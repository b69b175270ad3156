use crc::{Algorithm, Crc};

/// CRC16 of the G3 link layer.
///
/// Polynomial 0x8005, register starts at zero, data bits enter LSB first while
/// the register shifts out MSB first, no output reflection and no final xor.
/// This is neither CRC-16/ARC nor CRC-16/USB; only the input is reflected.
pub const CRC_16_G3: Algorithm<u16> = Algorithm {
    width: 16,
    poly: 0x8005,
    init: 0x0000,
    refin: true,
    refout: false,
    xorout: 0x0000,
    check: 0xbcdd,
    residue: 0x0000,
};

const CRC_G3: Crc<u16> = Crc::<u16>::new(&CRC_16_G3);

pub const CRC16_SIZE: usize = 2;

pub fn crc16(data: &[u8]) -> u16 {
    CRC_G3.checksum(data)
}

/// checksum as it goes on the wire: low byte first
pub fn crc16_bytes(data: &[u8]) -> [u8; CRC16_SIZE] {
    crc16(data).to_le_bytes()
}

☆ ☆ ☆ ☆ ☆

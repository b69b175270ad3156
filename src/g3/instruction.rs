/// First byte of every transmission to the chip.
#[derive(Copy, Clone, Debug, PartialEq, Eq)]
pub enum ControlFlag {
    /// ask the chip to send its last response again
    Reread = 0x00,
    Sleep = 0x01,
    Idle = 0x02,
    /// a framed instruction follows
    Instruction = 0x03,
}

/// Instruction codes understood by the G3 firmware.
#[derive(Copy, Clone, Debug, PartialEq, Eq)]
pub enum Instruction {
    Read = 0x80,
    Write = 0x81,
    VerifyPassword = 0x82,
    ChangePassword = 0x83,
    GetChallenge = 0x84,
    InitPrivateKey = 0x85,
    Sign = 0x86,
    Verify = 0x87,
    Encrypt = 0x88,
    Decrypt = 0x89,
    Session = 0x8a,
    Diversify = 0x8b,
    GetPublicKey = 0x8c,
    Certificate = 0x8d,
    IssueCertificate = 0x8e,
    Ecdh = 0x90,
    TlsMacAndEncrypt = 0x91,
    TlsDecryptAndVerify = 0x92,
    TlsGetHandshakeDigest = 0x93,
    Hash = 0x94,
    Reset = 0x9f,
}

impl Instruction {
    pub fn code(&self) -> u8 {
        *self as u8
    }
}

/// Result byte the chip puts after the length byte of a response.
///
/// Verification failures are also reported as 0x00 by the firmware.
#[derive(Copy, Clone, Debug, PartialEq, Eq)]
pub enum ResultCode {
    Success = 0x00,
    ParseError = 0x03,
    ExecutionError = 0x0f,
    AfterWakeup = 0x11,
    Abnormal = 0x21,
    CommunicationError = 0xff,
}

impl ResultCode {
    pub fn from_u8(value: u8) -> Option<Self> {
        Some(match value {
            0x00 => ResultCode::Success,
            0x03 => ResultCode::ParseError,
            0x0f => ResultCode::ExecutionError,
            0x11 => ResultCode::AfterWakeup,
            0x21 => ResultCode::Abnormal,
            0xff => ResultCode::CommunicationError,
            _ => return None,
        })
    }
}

☆ ☆ ☆ ☆ ☆

● **What this task involves**:
Of the entries above, repeat exactly the lines from the line with "G3 link layer." through the line with "low byte first", both of them included.

● **Result of this exercise**:
/// CRC16 of the G3 link layer.
///
/// Polynomial 0x8005, register starts at zero, data bits enter LSB first while
/// the register shifts out MSB first, no output reflection and no final xor.
/// This is neither CRC-16/ARC nor CRC-16/USB; only the input is reflected.
pub const CRC_16_G3: Algorithm<u16> = Algorithm {
    width: 16,
    poly: 0x8005,
    init: 0x0000,
    refin: true,
    refout: false,
    xorout: 0x0000,
    check: 0xbcdd,
    residue: 0x0000,
};

const CRC_G3: Crc<u16> = Crc::<u16>::new(&CRC_16_G3);

pub const CRC16_SIZE: usize = 2;

pub fn crc16(data: &[u8]) -> u16 {
    CRC_G3.checksum(data)
}

/// checksum as it goes on the wire: low byte first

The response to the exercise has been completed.